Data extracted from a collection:
----------

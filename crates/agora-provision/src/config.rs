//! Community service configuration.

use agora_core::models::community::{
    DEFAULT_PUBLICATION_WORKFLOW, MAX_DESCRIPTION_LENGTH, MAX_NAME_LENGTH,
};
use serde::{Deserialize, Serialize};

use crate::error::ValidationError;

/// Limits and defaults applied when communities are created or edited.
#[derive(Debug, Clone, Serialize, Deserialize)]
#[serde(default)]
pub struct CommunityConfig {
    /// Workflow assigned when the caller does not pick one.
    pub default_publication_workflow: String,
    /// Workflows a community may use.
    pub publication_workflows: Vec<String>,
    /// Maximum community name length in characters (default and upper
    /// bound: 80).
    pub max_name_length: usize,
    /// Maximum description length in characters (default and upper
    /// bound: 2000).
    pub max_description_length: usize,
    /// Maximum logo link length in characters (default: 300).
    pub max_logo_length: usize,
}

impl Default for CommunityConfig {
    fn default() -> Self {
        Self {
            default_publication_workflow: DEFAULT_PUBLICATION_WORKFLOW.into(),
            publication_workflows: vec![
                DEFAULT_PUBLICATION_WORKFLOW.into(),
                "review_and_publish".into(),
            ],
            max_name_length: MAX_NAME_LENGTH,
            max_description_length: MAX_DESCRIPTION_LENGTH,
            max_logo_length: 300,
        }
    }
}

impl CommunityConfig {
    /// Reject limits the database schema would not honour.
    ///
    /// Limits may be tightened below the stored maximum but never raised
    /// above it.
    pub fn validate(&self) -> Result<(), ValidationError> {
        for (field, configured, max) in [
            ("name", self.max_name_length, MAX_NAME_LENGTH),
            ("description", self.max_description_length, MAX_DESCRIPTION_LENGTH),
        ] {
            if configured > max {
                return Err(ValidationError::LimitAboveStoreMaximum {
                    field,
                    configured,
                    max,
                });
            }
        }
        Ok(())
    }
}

----------

§ WHAT YOU HAVE TO DO
Copy the records above exactly.

§ PROBLEM SOLUTION
filename crates/agora-provision/src/config.rs
//! Community service configuration.

use agora_core::models::community::{
    DEFAULT_PUBLICATION_WORKFLOW, MAX_DESCRIPTION_LENGTH, MAX_NAME_LENGTH,
};
use serde::{Deserialize, Serialize};

use crate::error::ValidationError;

/// Limits and defaults applied when communities are created or edited.
#[derive(Debug, Clone, Serialize, Deserialize)]
#[serde(default)]
pub struct CommunityConfig {
    /// Workflow assigned when the caller does not pick one.
    pub default_publication_workflow: String,
    /// Workflows a community may use.
    pub publication_workflows: Vec<String>,
    /// Maximum community name length in characters (default and upper
    /// bound: 80).
    pub max_name_length: usize,
    /// Maximum description length in characters (default and upper
    /// bound: 2000).
    pub max_description_length: usize,
    /// Maximum logo link length in characters (default: 300).
    pub max_logo_length: usize,
}

impl Default for CommunityConfig {
    fn default() -> Self {
        Self {
            default_publication_workflow: DEFAULT_PUBLICATION_WORKFLOW.into(),
            publication_workflows: vec![
                DEFAULT_PUBLICATION_WORKFLOW.into(),
                "review_and_publish".into(),
            ],
            max_name_length: MAX_NAME_LENGTH,
            max_description_length: MAX_DESCRIPTION_LENGTH,
            max_logo_length: 300,
        }
    }
}

impl CommunityConfig {
    /// Reject limits the database schema would not honour.
    ///
    /// Limits may be tightened below the stored maximum but never raised
    /// above it.
    pub fn validate(&self) -> Result<(), ValidationError> {
        for (field, configured, max) in [
            ("name", self.max_name_length, MAX_NAME_LENGTH),
            ("description", self.max_description_length, MAX_DESCRIPTION_LENGTH),
        ] {
            if configured > max {
                return Err(ValidationError::LimitAboveStoreMaximum {
                    field,
                    configured,
                    max,
                });
            }
        }
        Ok(())
    }
}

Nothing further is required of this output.